Development of a Breast-on-a-Chip Microfluidic Model to Assess the Effect of Palbociclib in MCF-7 and T47D Cancer Cells.

Organ-on-a-chip devices combine microfabrication, tissue engineering, and microfluidics to recreate physiologically relevant microenvironments for in vitro studies. In this work, we validated a dynamic 2D breast-on-a-chip microfluidic bioassay operated at a controlled infusion rate of 20 µL/h to assess anticancer drug responses under defined flow conditions. Using Palbociclib as a reference compound, we evaluated proliferation, viability/apoptosis, cytoskeleton organization, and differential processing of the resistance-associated marker PARP1 in MCF-7 and T47D breast cancer cells.
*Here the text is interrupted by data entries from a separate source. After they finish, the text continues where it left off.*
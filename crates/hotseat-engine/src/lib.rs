//! The Hotseat game-state machine.
//!
//! Everything that decides how a game plays out lives here: drawing
//! questions, resolving answers, applying lifelines, and computing
//! payouts. Every operation is a pure, synchronous transition on an
//! explicit [`GameState`] — no globals, no I/O, no clocks. Randomness is
//! injected as a `rand::Rng` parameter so tests can seed it.
//!
//! # Key types
//!
//! - [`GameState`] — one player's full game state (serializable blob)
//! - [`GamePhase`] — `NotStarted → InProgress → {Won, Lost}`
//! - [`LifelineKind`] / [`Lifelines`] — the three one-shot aids
//! - [`Outcome`] — what an answer or a walk-away produced
//! - [`QuestionView`] — the presentation-facing snapshot of a question
//! - [`GameError`] — rejected or unrecoverable transitions

mod error;
mod lifeline;
mod phase;
mod rules;
mod state;
mod view;

pub use error::GameError;
pub use lifeline::{LifelineKind, Lifelines};
pub use phase::GamePhase;
pub use state::GameState;
pub use view::{AnswerOption, Outcome, QuestionView};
Under dynamic microfluidic conditions, Palbociclib induced dose-dependent effects, with the higher concentration (20 µM) consistently reducing cell proliferation and viability and increasing late apoptosis compared to 10 µM Palbociclib. Cytoskeletal disorganization was observed at both concentrations, while differential PARP1 processing patterns between MCF-7 and T47D cells were detected across doses. These responses are consistent with known effects of CDK4/6 inhibition and were reproducibly captured under controlled flow conditions. Overall, our results demonstrate that this breast-on-a-chip microfluidic model provides a reproducible and physiologically relevant in vitro platform for integrated assessment of drug efficacy and resistance-associated markers under dynamic perfusion.